この例のように,ポジティブ・アクションアメリカの「アファーマティブ・アクション」,国連女性差別撤廃条約第4条の「暫定的特別措置」)と「法の下の平等」との関係,主権や代表制との関係という理論的課題がある。また,ポジティブ・アクションの実効性をより積極的に推進しようという著者の強い主張がある。もちろん,ポジティブ・アクションは男女平等に限定されず,年齢・国籍・障害・言語・宗教などの属性にもとづく差別をなくそうということでもあり,議会制民主主義や国民主権の実に直結している。「パパ・クオータ制」はじめ「クオータ」(割当制)の各国での多様な展開の紹介は参考になる。

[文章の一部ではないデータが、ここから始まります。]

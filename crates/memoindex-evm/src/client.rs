//! EVM chain client: head tracking, historical log queries and live
//! subscriptions for a single contract event.
//!
//! Uses `eth_getLogs` for backfill. Live delivery uses
//! `eth_subscribe("logs")` when a WebSocket URL is configured, otherwise an
//! installed log filter polled with `eth_getFilterChanges`.

use std::pin::Pin;
use std::sync::atomic::{AtomicU64, Ordering};
use std::sync::Arc;
use std::time::Duration;

use alloy_json_abi::Event;
use alloy_primitives::{Address, B256};
use async_trait::async_trait;
use futures::channel::mpsc;
use futures::{SinkExt, Stream, StreamExt};
use serde_json::{json, Value};
use tracing::{debug, info, warn};

use memoindex_core::config::IngestConfig;
use memoindex_core::descriptor::Descriptor;
use memoindex_core::error::IngestError;
use memoindex_core::types::RawEvent;

use crate::decode::{parse_hex_u64, to_hex_quantity, RpcLog};
use crate::rpc::{ws, HttpRpcClient, RpcTransport};

/// A raw event, or the reason a single log could not be decoded.
pub type DecodedLog = Result<RawEvent, IngestError>;

/// An endless stream of live events.
pub type RawEventStream = Pin<Box<dyn Stream<Item = DecodedLog> + Send>>;

// ─── LogFilter ───────────────────────────────────────────────────────────────

/// Which logs to fetch: one event of one contract.
#[derive(Debug, Clone)]
pub struct LogFilter {
    pub address: Address,
    pub event: Event,
    /// Event signature hash (`topics[0]`).
    pub topic0: B256,
}

impl LogFilter {
    pub fn new(address: Address, event: Event) -> Self {
        let topic0 = event.selector();
        Self {
            address,
            event,
            topic0,
        }
    }

    /// Build the filter for `event_name` of the descriptor's contract.
    pub fn from_descriptor(descriptor: &Descriptor, event_name: &str) -> Result<Self, IngestError> {
        let event = descriptor.event(event_name)?.clone();
        Ok(Self::new(descriptor.address, event))
    }

    /// JSON-RPC filter object.
    pub fn to_json(&self, from: Option<u64>, to: Option<u64>) -> Value {
        let mut filter = json!({
            "address": self.address.to_string(),
            "topics": [self.topic0.to_string()],
        });
        if let Some(from) = from {
            filter["fromBlock"] = Value::from(to_hex_quantity(from));
        }
        if let Some(to) = to {
            filter["toBlock"] = Value::from(to_hex_quantity(to));
        }
        filter
    }
}

// ─── ChainClient ─────────────────────────────────────────────────────────────

/// Access to a chain node for one contract event.
#[async_trait]
pub trait ChainClient: Send + Sync {
    /// Current head block number.
    async fn head_block_number(&self) -> Result<u64, IngestError>;

    /// All matching events in `[from, to]`, in chain order.
    ///
    /// Fails with [`IngestError::Rpc`] if the node cannot be queried; a log
    /// that cannot be decoded is returned as an `Err` item instead.
    async fn query_historical(
        &self,
        filter: &LogFilter,
        from: u64,
        to: u64,
    ) -> Result<Vec<DecodedLog>, IngestError>;

    /// Subscribe to new matching events. `from_block` is a hint: logs mined
    /// before the subscription is installed are not guaranteed to be
    /// delivered. The stream does not end on its own.
    async fn subscribe(&self, filter: &LogFilter, from_block: u64) -> Result<RawEventStream, IngestError>;
}

// ─── EvmChainClient ──────────────────────────────────────────────────────────

/// Options for [`EvmChainClient`].
#[derive(Debug, Clone)]
pub struct EvmClientOptions {
    /// Maximum blocks per `eth_getLogs` call. `None` = single range query.
    pub max_block_range: Option<u64>,
    /// Interval between `eth_getFilterChanges` polls.
    pub poll_interval: Duration,
    /// HTTP request timeout.
    pub request_timeout: Duration,
}

impl Default for EvmClientOptions {
    fn default() -> Self {
        Self {
            max_block_range: None,
            poll_interval: Duration::from_millis(4000),
            request_timeout: Duration::from_secs(30),
        }
    }
}

impl EvmClientOptions {
    /// Take the chain-facing settings from an ingestion config.
    pub fn from_config(config: &IngestConfig) -> Self {
        Self {
            max_block_range: config.max_block_range,
            poll_interval: Duration::from_millis(config.poll_interval_ms),
            ..Default::default()
        }
    }
}

/// JSON-RPC backed [`ChainClient`].
pub struct EvmChainClient<T: RpcTransport = HttpRpcClient> {
    transport: Arc<T>,
    ws_url: Option<String>,
    options: EvmClientOptions,
    next_id: Arc<AtomicU64>,
}

impl EvmChainClient<HttpRpcClient> {
    /// Connect to an HTTP endpoint and verify it answers `eth_chainId`.
    pub async fn connect(
        http_url: &str,
        ws_url: Option<String>,
        options: EvmClientOptions,
    ) -> Result<Self, IngestError> {
        info!(url = %http_url, "Connecting to chain node");
        let transport = HttpRpcClient::new(http_url, options.request_timeout)?;
        let client = Self::with_transport(transport, ws_url, options);
        let chain_id = client.chain_id().await?;
        info!(url = %http_url, chain_id, "Connected to chain node");
        Ok(client)
    }
}

impl<T: RpcTransport> EvmChainClient<T> {
    pub fn with_transport(transport: T, ws_url: Option<String>, options: EvmClientOptions) -> Self {
        Self {
            transport: Arc::new(transport),
            ws_url,
            options,
            next_id: Arc::new(AtomicU64::new(1)),
        }
    }

    fn next_id(&self) -> u64 {
        self.next_id.fetch_add(1, Ordering::Relaxed)
    }

    /// `eth_chainId`.
    pub async fn chain_id(&self) -> Result<u64, IngestError> {
        let hex: String = self.transport.call(self.next_id(), "eth_chainId", vec![]).await?;
        parse_hex_u64(&hex).ok_or_else(|| IngestError::Rpc(format!("invalid chain id {hex}")))
    }

    async fn get_logs(&self, filter: &LogFilter, from: u64, to: u64) -> Result<Vec<RpcLog>, IngestError> {
        let logs: Vec<RpcLog> = self
            .transport
            .call(self.next_id(), "eth_getLogs", vec![filter.to_json(Some(from), Some(to))])
            .await?;
        debug!(from, to, logs = logs.len(), "eth_getLogs");
        Ok(logs)
    }

    async fn subscribe_polling(&self, filter: &LogFilter, from_block: u64) -> Result<RawEventStream, IngestError> {
        let filter_id: String = self
            .transport
            .call(self.next_id(), "eth_newFilter", vec![filter.to_json(Some(from_block), None)])
            .await?;
        info!(filter = %filter_id, from_block, "Installed log filter");

        let (tx, rx) = mpsc::channel(512);
        tokio::spawn(poll_filter_changes(
            Arc::clone(&self.transport),
            Arc::clone(&self.next_id),
            filter_id,
            filter.event.clone(),
            self.options.poll_interval,
            tx,
        ));
        Ok(Box::pin(rx))
    }

    async fn subscribe_ws(&self, url: &str, filter: &LogFilter) -> Result<RawEventStream, IngestError> {
        let sub = ws::subscribe_logs(url, filter.to_json(None, None)).await?;
        let event = filter.event.clone();
        let stream = sub
            .logs
            .filter_map(move |value| futures::future::ready(live_item(value, &event)));
        Ok(Box::pin(stream))
    }
}

/// Map one `eth_subscription` log object to a live event. Removed logs are
/// skipped.
fn live_item(value: Value, event: &Event) -> Option<DecodedLog> {
    match serde_json::from_value::<RpcLog>(value) {
        Ok(log) if log.removed => {
            warn!(tx = ?log.transaction_hash, "skipping removed log");
            None
        }
        Ok(log) => Some(log.to_live(event)),
        Err(e) => Some(Err(IngestError::Normalize(format!("invalid log object: {e}")))),
    }
}

#[async_trait]
impl<T: RpcTransport> ChainClient for EvmChainClient<T> {
    async fn head_block_number(&self) -> Result<u64, IngestError> {
        let hex: String = self.transport.call(self.next_id(), "eth_blockNumber", vec![]).await?;
        parse_hex_u64(&hex).ok_or_else(|| IngestError::Rpc(format!("invalid block number {hex}")))
    }

    async fn query_historical(
        &self,
        filter: &LogFilter,
        from: u64,
        to: u64,
    ) -> Result<Vec<DecodedLog>, IngestError> {
        if to < from {
            return Ok(vec![]);
        }

        let mut logs = Vec::new();
        match self.options.max_block_range {
            Some(range) if range > 0 && to - from >= range => {
                let mut start = from;
                while start <= to {
                    let end = start.saturating_add(range - 1).min(to);
                    logs.extend(self.get_logs(filter, start, end).await?);
                    if end == u64::MAX {
                        break;
                    }
                    start = end + 1;
                }
            }
            _ => logs = self.get_logs(filter, from, to).await?,
        }

        Ok(logs
            .iter()
            .filter(|log| {
                if log.removed {
                    warn!(tx = ?log.transaction_hash, "skipping removed log");
                }
                !log.removed
            })
            .map(|log| log.to_historical(&filter.event))
            .collect())
    }

    async fn subscribe(&self, filter: &LogFilter, from_block: u64) -> Result<RawEventStream, IngestError> {
        match &self.ws_url {
            Some(url) => self.subscribe_ws(url, filter).await,
            None => self.subscribe_polling(filter, from_block).await,
        }
    }
}

async fn poll_filter_changes<T: RpcTransport>(
    transport: Arc<T>,
    next_id: Arc<AtomicU64>,
    filter_id: String,
    event: Event,
    interval: Duration,
    mut tx: mpsc::Sender<DecodedLog>,
) {
    let mut ticker = tokio::time::interval(interval);
    ticker.set_missed_tick_behavior(tokio::time::MissedTickBehavior::Delay);

    while !tx.is_closed() {
        ticker.tick().await;
        let id = next_id.fetch_add(1, Ordering::Relaxed);
        let logs: Vec<RpcLog> = match transport
            .call(id, "eth_getFilterChanges", vec![Value::from(filter_id.clone())])
            .await
        {
            Ok(logs) => logs,
            Err(e) => {
                warn!(filter = %filter_id, error = %e, "eth_getFilterChanges failed");
                continue;
            }
        };

        for log in logs {
            if log.removed {
                warn!(tx = ?log.transaction_hash, "skipping removed log");
                continue;
            }
            if tx.send(log.to_live(&event)).await.is_err() {
                // Receiver dropped
                return;
            }
        }
    }
    debug!(filter = %filter_id, "filter polling stopped");
}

男女共同参画委員会等を設置している大学が8.4%,女性教員増加をめざした達成目標を設定している大学は4.0%(いずれも私立大学の場合,日本学術会議科学者委員会男女共同参画分科会の2007年アンケート調査)という現実,また全国の防災会議には女性の委員ゼロが13県あるという現在進行形のお寒い現状は「ポジティブ・アクションの「出番」」(205ページ)を促している。
ジェンダー法学,ジェンダー平等,ジェンダー社会科学を標榜してきた著者の,「3.11」を強く意識したポジティブ・ブックである。